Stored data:
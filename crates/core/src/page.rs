use serde::{Deserialize, Serialize};

use crate::{AppError, AppResult};

/// Validated request for one bounded slice of a larger result set.
#[derive(Debug, Clone, Copy, PartialEq, Eq, Serialize, Deserialize)]
pub struct PageRequest {
    page_size: usize,
    page_index: usize,
}

impl PageRequest {
    /// Creates a page request with a positive page size and zero-based index.
    ///
    /// A zero page size is a contract violation, not a value to clamp.
    pub fn new(page_size: usize, page_index: usize) -> AppResult<Self> {
        if page_size == 0 {
            return Err(AppError::Validation(
                "page size must be at least 1".to_owned(),
            ));
        }

        Ok(Self {
            page_size,
            page_index,
        })
    }

    /// Returns the maximum number of items per page.
    #[must_use]
    pub fn page_size(&self) -> usize {
        self.page_size
    }

    /// Returns the zero-based page index.
    #[must_use]
    pub fn page_index(&self) -> usize {
        self.page_index
    }

    /// Returns the number of items skipped before this page starts.
    ///
    /// The index is unbounded, so the multiplication saturates; an offset of
    /// `usize::MAX` still lands past every result set and yields an empty
    /// page rather than a panic.
    #[must_use]
    pub fn offset(&self) -> usize {
        self.page_index.saturating_mul(self.page_size)
    }
}

/// A bounded, ordered slice of a result set plus total-count metadata.
///
/// Constructed fresh per query and never mutated afterwards.
#[derive(Debug, Clone, PartialEq, Eq, Serialize, Deserialize)]
pub struct Page<T> {
    items: Vec<T>,
    page_size: usize,
    page_index: usize,
    total_count: usize,
}

impl<T> Page<T> {
    /// Creates a page after checking the slice-length invariant.
    ///
    /// `items.len()` must equal `min(page_size, total_count - offset)` with
    /// the subtraction saturating at zero for an index past the last page.
    pub fn new(items: Vec<T>, request: &PageRequest, total_count: usize) -> AppResult<Self> {
        let expected = total_count
            .saturating_sub(request.offset())
            .min(request.page_size());

        if items.len() != expected {
            return Err(AppError::Validation(format!(
                "page slice holds {} items but {} were expected",
                items.len(),
                expected
            )));
        }

        Ok(Self {
            items,
            page_size: request.page_size(),
            page_index: request.page_index(),
            total_count,
        })
    }

    /// Returns the items on this page.
    #[must_use]
    pub fn items(&self) -> &[T] {
        &self.items
    }

    /// Consumes the page and returns its items.
    #[must_use]
    pub fn into_items(self) -> Vec<T> {
        self.items
    }

    /// Returns the maximum number of items per page.
    #[must_use]
    pub fn page_size(&self) -> usize {
        self.page_size
    }

    /// Returns the zero-based page index.
    #[must_use]
    pub fn page_index(&self) -> usize {
        self.page_index
    }

    /// Returns the number of items matching the query across all pages.
    #[must_use]
    pub fn total_count(&self) -> usize {
        self.total_count
    }

    /// Returns the number of pages needed to hold every matching item.
    #[must_use]
    pub fn total_pages(&self) -> usize {
        self.total_count.div_ceil(self.page_size)
    }
}

#[cfg(test)]
mod tests {
    use super::{Page, PageRequest};

    fn request(page_size: usize, page_index: usize) -> PageRequest {
        PageRequest::new(page_size, page_index).unwrap_or_else(|_| unreachable!())
    }

    #[test]
    fn zero_page_size_is_rejected() {
        assert!(PageRequest::new(0, 0).is_err());
    }

    #[test]
    fn offset_multiplies_size_and_index() {
        assert_eq!(request(25, 3).offset(), 75);
    }

    #[test]
    fn full_page_passes_invariant_check() {
        let page = Page::new(vec![1, 2], &request(2, 0), 5);
        assert!(page.is_ok());

        let page = page.unwrap_or_else(|_| unreachable!());
        assert_eq!(page.total_count(), 5);
        assert_eq!(page.total_pages(), 3);
    }

    #[test]
    fn trailing_page_holds_the_remainder() {
        let page = Page::new(vec![5], &request(2, 2), 5);
        assert!(page.is_ok());
        assert_eq!(page.unwrap_or_else(|_| unreachable!()).items().len(), 1);
    }

    #[test]
    fn huge_page_index_saturates_instead_of_overflowing() {
        assert_eq!(request(2, usize::MAX).offset(), usize::MAX);

        let page = Page::<i32>::new(Vec::new(), &request(2, usize::MAX), 5);
        assert!(page.is_ok());

        let page = page.unwrap_or_else(|_| unreachable!());
        assert!(page.items().is_empty());
        assert_eq!(page.total_count(), 5);
    }

    #[test]
    fn page_past_the_end_must_be_empty() {
        let page = Page::<i32>::new(Vec::new(), &request(2, 9), 5);
        assert!(page.is_ok());
        assert_eq!(page.unwrap_or_else(|_| unreachable!()).total_pages(), 3);
    }

    #[test]
    fn oversized_slice_is_rejected() {
        let page = Page::new(vec![1, 2, 3], &request(2, 0), 5);
        assert!(page.is_err());
    }

    #[test]
    fn empty_result_set_has_zero_pages() {
        let page = Page::<i32>::new(Vec::new(), &request(10, 0), 0);
        assert!(page.is_ok());

        let page = page.unwrap_or_else(|_| unreachable!());
        assert_eq!(page.total_pages(), 0);
        assert!(page.items().is_empty());
    }
}
//! Shared primitives for all Atrium crates.

#![forbid(unsafe_code)]

/// Pagination value types shared by every listing operation.
pub mod page;

use serde::{Deserialize, Serialize};
use thiserror::Error;

pub use page::{Page, PageRequest};

/// Result type used across Atrium crates.
pub type AppResult<T> = Result<T, AppError>;

/// A validated non-empty UTF-8 string.
#[derive(Debug, Clone, PartialEq, Eq, Hash, Serialize, Deserialize)]
pub struct NonEmptyString(String);

impl NonEmptyString {
    /// Creates a validated non-empty string.
    pub fn new(value: impl Into<String>) -> AppResult<Self> {
        let value = value.into();
        if value.trim().is_empty() {
            return Err(AppError::Validation(
                "value must not be empty or whitespace".to_owned(),
            ));
        }

        Ok(Self(value))
    }

    /// Returns the underlying string slice.
    #[must_use]
    pub fn as_str(&self) -> &str {
        self.0.as_str()
    }
}

impl From<NonEmptyString> for String {
    fn from(value: NonEmptyString) -> Self {
        value.0
    }
}

impl std::fmt::Display for NonEmptyString {
    fn fmt(&self, formatter: &mut std::fmt::Formatter<'_>) -> std::fmt::Result {
        write!(formatter, "{}", self.0)
    }
}

/// Common application error categories.
#[derive(Debug, Error)]
pub enum AppError {
    /// Invalid input or violated invariant. Surfaced directly, never retried.
    #[error("validation error: {0}")]
    Validation(String),

    /// Requested resource does not exist.
    #[error("not found: {0}")]
    NotFound(String),

    /// Underlying store could not be reached or enumerated.
    #[error("storage unavailable: {0}")]
    StorageUnavailable(String),

    /// A specific append or write failed after the store was reached.
    #[error("persistence failure: {0}")]
    PersistenceFailure(String),
}

#[cfg(test)]
mod tests {
    use super::{AppError, NonEmptyString};

    #[test]
    fn non_empty_string_rejects_whitespace() {
        let result = NonEmptyString::new("   ");
        assert!(result.is_err());
    }

    #[test]
    fn non_empty_string_keeps_original_value() {
        let value = NonEmptyString::new("Projector A-104");
        assert!(value.is_ok());
        assert_eq!(
            value.unwrap_or_else(|_| unreachable!()).as_str(),
            "Projector A-104"
        );
    }

    #[test]
    fn error_messages_carry_category_prefix() {
        let error = AppError::StorageUnavailable("connection refused".to_owned());
        assert_eq!(
            error.to_string(),
            "storage unavailable: connection refused"
        );
    }
}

* Your instructions:
Type out the whole of the data again, exactly as shown.

* Response for this exercise:
filename crates/core/src/page.rs
use serde::{Deserialize, Serialize};

use crate::{AppError, AppResult};

/// Validated request for one bounded slice of a larger result set.
#[derive(Debug, Clone, Copy, PartialEq, Eq, Serialize, Deserialize)]
pub struct PageRequest {
    page_size: usize,
    page_index: usize,
}

impl PageRequest {
    /// Creates a page request with a positive page size and zero-based index.
    ///
    /// A zero page size is a contract violation, not a value to clamp.
    pub fn new(page_size: usize, page_index: usize) -> AppResult<Self> {
        if page_size == 0 {
            return Err(AppError::Validation(
                "page size must be at least 1".to_owned(),
            ));
        }

        Ok(Self {
            page_size,
            page_index,
        })
    }

    /// Returns the maximum number of items per page.
    #[must_use]
    pub fn page_size(&self) -> usize {
        self.page_size
    }

    /// Returns the zero-based page index.
    #[must_use]
    pub fn page_index(&self) -> usize {
        self.page_index
    }

    /// Returns the number of items skipped before this page starts.
    ///
    /// The index is unbounded, so the multiplication saturates; an offset of
    /// `usize::MAX` still lands past every result set and yields an empty
    /// page rather than a panic.
    #[must_use]
    pub fn offset(&self) -> usize {
        self.page_index.saturating_mul(self.page_size)
    }
}

/// A bounded, ordered slice of a result set plus total-count metadata.
///
/// Constructed fresh per query and never mutated afterwards.
#[derive(Debug, Clone, PartialEq, Eq, Serialize, Deserialize)]
pub struct Page<T> {
    items: Vec<T>,
    page_size: usize,
    page_index: usize,
    total_count: usize,
}

impl<T> Page<T> {
    /// Creates a page after checking the slice-length invariant.
    ///
    /// `items.len()` must equal `min(page_size, total_count - offset)` with
    /// the subtraction saturating at zero for an index past the last page.
    pub fn new(items: Vec<T>, request: &PageRequest, total_count: usize) -> AppResult<Self> {
        let expected = total_count
            .saturating_sub(request.offset())
            .min(request.page_size());

        if items.len() != expected {
            return Err(AppError::Validation(format!(
                "page slice holds {} items but {} were expected",
                items.len(),
                expected
            )));
        }

        Ok(Self {
            items,
            page_size: request.page_size(),
            page_index: request.page_index(),
            total_count,
        })
    }

    /// Returns the items on this page.
    #[must_use]
    pub fn items(&self) -> &[T] {
        &self.items
    }

    /// Consumes the page and returns its items.
    #[must_use]
    pub fn into_items(self) -> Vec<T> {
        self.items
    }

    /// Returns the maximum number of items per page.
    #[must_use]
    pub fn page_size(&self) -> usize {
        self.page_size
    }

    /// Returns the zero-based page index.
    #[must_use]
    pub fn page_index(&self) -> usize {
        self.page_index
    }

    /// Returns the number of items matching the query across all pages.
    #[must_use]
    pub fn total_count(&self) -> usize {
        self.total_count
    }

    /// Returns the number of pages needed to hold every matching item.
    #[must_use]
    pub fn total_pages(&self) -> usize {
        self.total_count.div_ceil(self.page_size)
    }
}

#[cfg(test)]
mod tests {
    use super::{Page, PageRequest};

    fn request(page_size: usize, page_index: usize) -> PageRequest {
        PageRequest::new(page_size, page_index).unwrap_or_else(|_| unreachable!())
    }

    #[test]
    fn zero_page_size_is_rejected() {
        assert!(PageRequest::new(0, 0).is_err());
    }

    #[test]
    fn offset_multiplies_size_and_index() {
        assert_eq!(request(25, 3).offset(), 75);
    }

    #[test]
    fn full_page_passes_invariant_check() {
        let page = Page::new(vec![1, 2], &request(2, 0), 5);
        assert!(page.is_ok());

        let page = page.unwrap_or_else(|_| unreachable!());
        assert_eq!(page.total_count(), 5);
        assert_eq!(page.total_pages(), 3);
    }

    #[test]
    fn trailing_page_holds_the_remainder() {
        let page = Page::new(vec![5], &request(2, 2), 5);
        assert!(page.is_ok());
        assert_eq!(page.unwrap_or_else(|_| unreachable!()).items().len(), 1);
    }

    #[test]
    fn huge_page_index_saturates_instead_of_overflowing() {
        assert_eq!(request(2, usize::MAX).offset(), usize::MAX);

        let page = Page::<i32>::new(Vec::new(), &request(2, usize::MAX), 5);
        assert!(page.is_ok());

        let page = page.unwrap_or_else(|_| unreachable!());
        assert!(page.items().is_empty());
        assert_eq!(page.total_count(), 5);
    }

    #[test]
    fn page_past_the_end_must_be_empty() {
        let page = Page::<i32>::new(Vec::new(), &request(2, 9), 5);
        assert!(page.is_ok());
        assert_eq!(page.unwrap_or_else(|_| unreachable!()).total_pages(), 3);
    }

    #[test]
    fn oversized_slice_is_rejected() {
        let page = Page::new(vec![1, 2, 3], &request(2, 0), 5);
        assert!(page.is_err());
    }

    #[test]
    fn empty_result_set_has_zero_pages() {
        let page = Page::<i32>::new(Vec::new(), &request(10, 0), 0);
        assert!(page.is_ok());

        let page = page.unwrap_or_else(|_| unreachable!());
        assert_eq!(page.total_pages(), 0);
        assert!(page.items().is_empty());
    }
}
//! Shared primitives for all Atrium crates.

#![forbid(unsafe_code)]

/// Pagination value types shared by every listing operation.
pub mod page;

use serde::{Deserialize, Serialize};
use thiserror::Error;

pub use page::{Page, PageRequest};

/// Result type used across Atrium crates.
pub type AppResult<T> = Result<T, AppError>;

/// A validated non-empty UTF-8 string.
#[derive(Debug, Clone, PartialEq, Eq, Hash, Serialize, Deserialize)]
pub struct NonEmptyString(String);

impl NonEmptyString {
    /// Creates a validated non-empty string.
    pub fn new(value: impl Into<String>) -> AppResult<Self> {
        let value = value.into();
        if value.trim().is_empty() {
            return Err(AppError::Validation(
                "value must not be empty or whitespace".to_owned(),
            ));
        }

        Ok(Self(value))
    }

    /// Returns the underlying string slice.
    #[must_use]
    pub fn as_str(&self) -> &str {
        self.0.as_str()
    }
}

impl From<NonEmptyString> for String {
    fn from(value: NonEmptyString) -> Self {
        value.0
    }
}

impl std::fmt::Display for NonEmptyString {
    fn fmt(&self, formatter: &mut std::fmt::Formatter<'_>) -> std::fmt::Result {
        write!(formatter, "{}", self.0)
    }
}

/// Common application error categories.
#[derive(Debug, Error)]
pub enum AppError {
    /// Invalid input or violated invariant. Surfaced directly, never retried.
    #[error("validation error: {0}")]
    Validation(String),

    /// Requested resource does not exist.
    #[error("not found: {0}")]
    NotFound(String),

    /// Underlying store could not be reached or enumerated.
    #[error("storage unavailable: {0}")]
    StorageUnavailable(String),

    /// A specific append or write failed after the store was reached.
    #[error("persistence failure: {0}")]
    PersistenceFailure(String),
}

#[cfg(test)]
mod tests {
    use super::{AppError, NonEmptyString};

    #[test]
    fn non_empty_string_rejects_whitespace() {
        let result = NonEmptyString::new("   ");
        assert!(result.is_err());
    }

    #[test]
    fn non_empty_string_keeps_original_value() {
        let value = NonEmptyString::new("Projector A-104");
        assert!(value.is_ok());
        assert_eq!(
            value.unwrap_or_else(|_| unreachable!()).as_str(),
            "Projector A-104"
        );
    }

    #[test]
    fn error_messages_carry_category_prefix() {
        let error = AppError::StorageUnavailable("connection refused".to_owned());
        assert_eq!(
            error.to_string(),
            "storage unavailable: connection refused"
        );
    }
}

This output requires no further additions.